EXERCISE AIM
Where the word "into" shows up in a line below, that line is counted. State how many lines are counted, without any other words.

-------- AVAILABLE DATA

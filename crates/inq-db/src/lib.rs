//! inq-db
//!
//! PostgreSQL access for the case register: connection, embedded migrations,
//! the [`PgStore`] Event Source / fiscal store, and the administrative writes
//! (fiscal-year configuration, case intake and closure).

mod store;

pub use store::PgStore;

use anyhow::{anyhow, bail, Context, Result};
use chrono::NaiveDate;
use inq_reconcile::{CaseRecord, FiscalYearConfig, RegistrationRecord};
use sqlx::{postgres::PgPoolOptions, PgPool, Row};
use tracing::info;

pub const ENV_DB_URL: &str = "INQ_DATABASE_URL";

/// Connect to Postgres using INQ_DATABASE_URL.
pub async fn connect_from_env() -> Result<PgPool> {
    let url = std::env::var(ENV_DB_URL).with_context(|| format!("missing env var {ENV_DB_URL}"))?;
    connect(&url, 5).await
}

pub async fn connect(url: &str, max_connections: u32) -> Result<PgPool> {
    let pool = PgPoolOptions::new()
        .max_connections(max_connections)
        .connect(url)
        .await
        .context("failed to connect to Postgres")?;
    Ok(pool)
}

/// Run embedded SQLx migrations.
pub async fn migrate(pool: &PgPool) -> Result<()> {
    sqlx::migrate!("./migrations")
        .run(pool)
        .await
        .context("db migrate failed")?;
    Ok(())
}

/// Pool for DB-backed tests: connects from env and applies migrations.
pub async fn testkit_db_pool() -> Result<PgPool> {
    let pool = connect_from_env().await?;
    migrate(&pool).await?;
    Ok(pool)
}

#[derive(Debug, Clone)]
pub struct DbStatus {
    pub ok: bool,
    pub has_cases_table: bool,
    pub has_fiscal_years_table: bool,
    /// `lower()` folds non-ASCII letters; see [`verify_case_folding`].
    pub case_folding_ok: bool,
}

/// Connectivity + schema presence.
pub async fn status(pool: &PgPool) -> Result<DbStatus> {
    let (one,): (i32,) = sqlx::query_as("select 1")
        .fetch_one(pool)
        .await
        .context("status connectivity query failed")?;

    let (has_cases, has_fiscal): (bool, bool) = sqlx::query_as(
        r#"
        select
          exists (select 1 from information_schema.tables
                  where table_schema = 'public' and table_name = 'cases'),
          exists (select 1 from information_schema.tables
                  where table_schema = 'public' and table_name = 'fiscal_years')
        "#,
    )
    .fetch_one(pool)
    .await
    .context("status table-exists query failed")?;

    Ok(DbStatus {
        ok: one == 1,
        has_cases_table: has_cases,
        has_fiscal_years_table: has_fiscal,
        case_folding_ok: case_folding_ok(pool).await?,
    })
}

/// Accented capitals the marker convention relies on folding ("PRECATÓRIA").
const CASE_FOLDING_SAMPLE: (&str, &str) = ("ÁÀÂÃÉÊÍÓÔÕÚÇ", "áàâãéêíóôõúç");

async fn case_folding_ok(pool: &PgPool) -> Result<bool> {
    let (ok,): (bool,) = sqlx::query_as("select lower($1) = $2 and $1 ilike $2")
        .bind(CASE_FOLDING_SAMPLE.0)
        .bind(CASE_FOLDING_SAMPLE.1)
        .fetch_one(pool)
        .await
        .context("case folding query failed")?;
    Ok(ok)
}

/// The category marker is matched with `ILIKE`, which folds case by the
/// database's LC_CTYPE. A C/POSIX ctype leaves "Ó" alone while the in-memory
/// source folds it, so refuse such a database instead of miscounting.
pub async fn verify_case_folding(pool: &PgPool) -> Result<()> {
    if !case_folding_ok(pool).await? {
        bail!(
            "DB_CASE_FOLDING_UNSUPPORTED: lower()/ILIKE do not fold non-ASCII letters; \
             create the database with a UTF-8 locale (e.g. LC_CTYPE=pt_PT.UTF-8)"
        );
    }
    Ok(())
}

// ---------------------------------------------------------------------------
// Fiscal-year configuration
// ---------------------------------------------------------------------------

pub async fn fetch_fiscal_year(pool: &PgPool, year: i32) -> Result<Option<FiscalYearConfig>> {
    let row = sqlx::query(
        r#"
        select year, opening_stock_ordinary, opening_stock_deprecated
        from fiscal_years
        where year = $1
        "#,
    )
    .bind(year)
    .fetch_optional(pool)
    .await
    .context("fetch_fiscal_year failed")?;

    row.map(|r| fiscal_from_row(&r)).transpose()
}

pub async fn list_fiscal_years(pool: &PgPool) -> Result<Vec<FiscalYearConfig>> {
    let rows = sqlx::query(
        r#"
        select year, opening_stock_ordinary, opening_stock_deprecated
        from fiscal_years
        order by year asc
        "#,
    )
    .fetch_all(pool)
    .await
    .context("list_fiscal_years failed")?;

    rows.iter().map(fiscal_from_row).collect()
}

fn fiscal_from_row(r: &sqlx::postgres::PgRow) -> Result<FiscalYearConfig> {
    Ok(FiscalYearConfig {
        year: r.try_get("year").context("fiscal_years.year")?,
        opening_stock_ordinary: r
            .try_get("opening_stock_ordinary")
            .context("fiscal_years.opening_stock_ordinary")?,
        opening_stock_deprecated: r
            .try_get("opening_stock_deprecated")
            .context("fiscal_years.opening_stock_deprecated")?,
    })
}

/// Insert or replace one year's opening stock. Changes every report that
/// reads this year, past ones included.
pub async fn upsert_fiscal_year(pool: &PgPool, cfg: &FiscalYearConfig) -> Result<()> {
    cfg.validate()?;

    sqlx::query(
        r#"
        insert into fiscal_years (year, opening_stock_ordinary, opening_stock_deprecated)
        values ($1, $2, $3)
        on conflict (year) do update set
          opening_stock_ordinary = excluded.opening_stock_ordinary,
          opening_stock_deprecated = excluded.opening_stock_deprecated,
          updated_at_utc = now()
        "#,
    )
    .bind(cfg.year)
    .bind(cfg.opening_stock_ordinary)
    .bind(cfg.opening_stock_deprecated)
    .execute(pool)
    .await
    .context("upsert_fiscal_year failed")?;

    info!(
        year = cfg.year,
        ordinary = cfg.opening_stock_ordinary,
        deprecated = cfg.opening_stock_deprecated,
        "fiscal year opening stock written"
    );
    Ok(())
}

// ---------------------------------------------------------------------------
// Case register
// ---------------------------------------------------------------------------

pub async fn insert_case(pool: &PgPool, case: &CaseRecord) -> Result<()> {
    sqlx::query(
        r#"
        insert into cases (identifier, registered_at, closed_at, state, annotation)
        values ($1, $2, $3, $4, $5)
        "#,
    )
    .bind(&case.identifier)
    .bind(case.registered_at)
    .bind(case.closed_at)
    .bind(case.state.as_str())
    .bind(&case.annotation)
    .execute(pool)
    .await
    .with_context(|| format!("insert_case failed identifier={}", case.identifier))?;
    Ok(())
}

pub async fn insert_registration(pool: &PgPool, reg: &RegistrationRecord) -> Result<()> {
    sqlx::query(
        r#"
        insert into case_registrations (identifier, registered_at, annotation)
        values ($1, $2, $3)
        "#,
    )
    .bind(&reg.identifier)
    .bind(reg.registered_at)
    .bind(&reg.annotation)
    .execute(pool)
    .await
    .with_context(|| format!("insert_registration failed identifier={}", reg.identifier))?;
    Ok(())
}

/// Close a case: open -> closed, stamping `closed_at`. A case closes once.
pub async fn close_case(pool: &PgPool, identifier: &str, closed_at: NaiveDate) -> Result<()> {
    let res = sqlx::query(
        r#"
        update cases
        set state = 'closed',
            closed_at = $2
        where identifier = $1
          and state = 'open'
        "#,
    )
    .bind(identifier)
    .bind(closed_at)
    .execute(pool)
    .await
    .with_context(|| format!("close_case update failed identifier={identifier}"))?;

    if res.rows_affected() == 1 {
        return Ok(());
    }

    let exists: Option<(String,)> = sqlx::query_as("select state from cases where identifier = $1")
        .bind(identifier)
        .fetch_optional(pool)
        .await
        .context("close_case lookup failed")?;

    match exists {
        Some(_) => Err(anyhow!("CASE_ALREADY_CLOSED identifier={}", identifier)),
        None => Err(anyhow!("case not found: {}", identifier)),
    }
}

----------------

SOLUTION FOR THIS TASK
3